So far, Russia has conducted approximately 20 airstrikes, according to the Russian military. Russian officials have made contradictory claims about who has been targeted: Russian Foreign Minister Sergey Lavrov told reporters in New York that “the rumors that the targets of these strikes were not positions of ISIS are groundless,” but when a spokesman for Russian President Vladimir Putin defended the strikes, he told reporters there are multiple targeted groups. “These organizations (on the target list) are well-known and the targets are chosen in coordination with the armed forces of Syria,” he said. Iran has announced its full support for the Russian air campaign. The U.S. and Russia have agreed to urgent military talks to discuss potential coordination and deconfliction.

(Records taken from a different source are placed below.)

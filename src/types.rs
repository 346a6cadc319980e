//! Core types for the entity store.

use crate::error::OperationError;
use serde::de::DeserializeOwned;
use serde::{Deserialize, Serialize};
use serde_json::Value;
use std::fmt;
use std::time::{Duration, SystemTime, UNIX_EPOCH};

/// Microseconds since Unix epoch.
#[derive(Clone, Copy, PartialEq, Eq, PartialOrd, Ord, Hash, Serialize, Deserialize)]
pub struct Timestamp(pub i64);

impl Timestamp {
    /// Current time.
    pub fn now() -> Self {
        let micros = SystemTime::now()
            .duration_since(UNIX_EPOCH)
            .map(|d| d.as_micros() as i64)
            .unwrap_or(0);
        Timestamp(micros)
    }

    /// Time elapsed between this timestamp and `now`, zero if `now` is earlier.
    pub fn elapsed_until(self, now: Timestamp) -> Duration {
        Duration::from_micros(now.0.saturating_sub(self.0).max(0) as u64)
    }
}

impl fmt::Debug for Timestamp {
    fn fmt(&self, f: &mut fmt::Formatter<'_>) -> fmt::Result {
        write!(f, "Timestamp({})", self.0)
    }
}

/// Any record the store can hold.
///
/// Field access goes through the record's JSON object form, so the only
/// requirement is a serde round trip. `serde_json::Value` qualifies.
pub trait Entity: Serialize + DeserializeOwned + Clone + Send + Sync + 'static {}

impl<T> Entity for T where T: Serialize + DeserializeOwned + Clone + Send + Sync + 'static {}

/// Top-level fields to shallow-merge onto an entity.
pub type Patch = serde_json::Map<String, Value>;

/// Comparison applied by a [`Filter`].
#[derive(Clone, Debug, PartialEq, Eq, Serialize, Deserialize)]
#[serde(from = "String", into = "String")]
pub enum FilterOperator {
    Eq,
    Neq,
    Gt,
    Lt,
    Gte,
    Lte,
    /// Case-insensitive substring match on the text form of both sides.
    Contains,
    /// Membership in an array value.
    In,
    /// Anything else. Matches every entity.
    Unknown(String),
}

impl FilterOperator {
    pub fn as_str(&self) -> &str {
        match self {
            FilterOperator::Eq => "eq",
            FilterOperator::Neq => "neq",
            FilterOperator::Gt => "gt",
            FilterOperator::Lt => "lt",
            FilterOperator::Gte => "gte",
            FilterOperator::Lte => "lte",
            FilterOperator::Contains => "contains",
            FilterOperator::In => "in",
            FilterOperator::Unknown(op) => op,
        }
    }
}

impl From<&str> for FilterOperator {
    fn from(op: &str) -> Self {
        match op {
            "eq" => FilterOperator::Eq,
            "neq" => FilterOperator::Neq,
            "gt" => FilterOperator::Gt,
            "lt" => FilterOperator::Lt,
            "gte" => FilterOperator::Gte,
            "lte" => FilterOperator::Lte,
            "contains" => FilterOperator::Contains,
            "in" => FilterOperator::In,
            other => FilterOperator::Unknown(other.to_string()),
        }
    }
}

impl From<String> for FilterOperator {
    fn from(op: String) -> Self {
        FilterOperator::from(op.as_str())
    }
}

impl From<FilterOperator> for String {
    fn from(op: FilterOperator) -> Self {
        op.as_str().to_string()
    }
}

impl fmt::Display for FilterOperator {
    fn fmt(&self, f: &mut fmt::Formatter<'_>) -> fmt::Result {
        f.write_str(self.as_str())
    }
}

/// A single predicate over one entity field.
#[derive(Clone, Debug, PartialEq, Serialize, Deserialize)]
pub struct Filter {
    pub field: String,
    pub operator: FilterOperator,
    pub value: Value,
}

impl Filter {
    pub fn new(
        field: impl Into<String>,
        operator: impl Into<FilterOperator>,
        value: impl Into<Value>,
    ) -> Self {
        Self {
            field: field.into(),
            operator: operator.into(),
            value: value.into(),
        }
    }

    pub fn eq(field: impl Into<String>, value: impl Into<Value>) -> Self {
        Self::new(field, FilterOperator::Eq, value)
    }

    pub fn gte(field: impl Into<String>, value: impl Into<Value>) -> Self {
        Self::new(field, FilterOperator::Gte, value)
    }

    pub fn contains(field: impl Into<String>, value: impl Into<Value>) -> Self {
        Self::new(field, FilterOperator::Contains, value)
    }

    pub fn one_of(field: impl Into<String>, values: Vec<Value>) -> Self {
        Self::new(field, FilterOperator::In, Value::Array(values))
    }
}

#[derive(Clone, Copy, Debug, PartialEq, Eq, Serialize, Deserialize)]
#[serde(rename_all = "lowercase")]
pub enum SortDirection {
    Asc,
    Desc,
}

/// Sort order for the derived view.
#[derive(Clone, Debug, PartialEq, Eq, Serialize, Deserialize)]
pub struct SortSpec {
    pub field: String,
    pub direction: SortDirection,
}

impl SortSpec {
    pub fn asc(field: impl Into<String>) -> Self {
        Self {
            field: field.into(),
            direction: SortDirection::Asc,
        }
    }

    pub fn desc(field: impl Into<String>) -> Self {
        Self {
            field: field.into(),
            direction: SortDirection::Desc,
        }
    }
}

/// 1-indexed page selection.
#[derive(Clone, Copy, Debug, PartialEq, Eq, Serialize, Deserialize)]
#[serde(rename_all = "camelCase")]
pub struct PaginationSpec {
    pub page: usize,
    pub page_size: usize,
}

impl PaginationSpec {
    pub fn new(page: usize, page_size: usize) -> Self {
        Self { page, page_size }
    }

    /// Half-open index range `[(page-1)*size, page*size)`.
    ///
    /// Page 0 has no valid range.
    pub fn range(&self) -> Option<std::ops::Range<usize>> {
        let start = self.page.checked_sub(1)?.checked_mul(self.page_size)?;
        let end = start.checked_add(self.page_size)?;
        Some(start..end)
    }
}

/// Totals for the current page of the sorted view.
#[derive(Clone, Copy, Debug, PartialEq, Eq, Serialize)]
#[serde(rename_all = "camelCase")]
pub struct PageInfo {
    pub page: usize,
    pub page_size: usize,
    pub total: usize,
    pub total_pages: usize,
    pub has_more: bool,
}

/// Query state handed to `fetch`.
#[derive(Clone, Debug, Default, PartialEq, Serialize, Deserialize)]
pub struct QueryParams {
    pub filters: Option<Vec<Filter>>,
    pub sort: Option<SortSpec>,
    pub pagination: Option<PaginationSpec>,
}

impl QueryParams {
    pub fn filters(mut self, filters: Vec<Filter>) -> Self {
        self.filters = Some(filters);
        self
    }

    pub fn sort(mut self, sort: SortSpec) -> Self {
        self.sort = Some(sort);
        self
    }

    pub fn pagination(mut self, pagination: PaginationSpec) -> Self {
        self.pagination = Some(pagination);
        self
    }
}

/// One element of an `update_many` call.
#[derive(Clone, Debug, PartialEq)]
pub struct UpdateRequest {
    pub id: String,
    pub data: Patch,
}

impl UpdateRequest {
    pub fn new(id: impl Into<String>, data: Patch) -> Self {
        Self { id: id.into(), data }
    }
}

/// An element that failed inside a batch, paired with its error.
#[derive(Clone, Debug)]
pub struct BatchFailure<I> {
    pub item: I,
    pub error: OperationError,
}

/// Outcome of a batch call: per-item success and failure lists.
///
/// `F` is the input element type reported back on failure.
#[derive(Clone, Debug)]
pub struct BatchResult<S, F = S> {
    pub succeeded: Vec<S>,
    pub failed: Vec<BatchFailure<F>>,
}

impl<S, F> BatchResult<S, F> {
    pub fn new() -> Self {
        Self {
            succeeded: Vec::new(),
            failed: Vec::new(),
        }
    }

    /// True when no element failed.
    pub fn is_complete(&self) -> bool {
        self.failed.is_empty()
    }
}

impl<S, F> Default for BatchResult<S, F> {
    fn default() -> Self {
        Self::new()
    }
}

/// Point-in-time snapshot of a store.
#[derive(Clone, Debug)]
pub struct CollectionState<T> {
    /// Entities in insertion order.
    pub entities: Vec<T>,
    pub loading: bool,
    pub error: Option<OperationError>,
    pub filters: Vec<Filter>,
    pub sort: Option<SortSpec>,
    pub pagination: Option<PaginationSpec>,
    pub last_fetch: Option<Timestamp>,
    pub stale: bool,
}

At U.N., Abbas Says “Cannot Continue to be Bound” by Oslo Accords

Palestinian President Mahmoud Abbas, in remarks at the U.N. General Assembly, said he was no longer bound by the 1993 Oslo Accords because Israel had violated their terms. “We declare that as long as Israel refuses to commit to the agreements signed with us, which render us an authority without real powers, and as long as Israel refuses to cease settlement activities and to release of the fourth group of Palestinian prisoners in accordance with our agreements, they leave us no choice but to insist that we will not remain the only ones committed to the implementation of these agreements,” he said. Abbas called for renewed peace talks in his speech. Israeli Prime Minister Benjamin Netanyahu is due to speak today. An official in his administration told press that “there is no partner for peace.”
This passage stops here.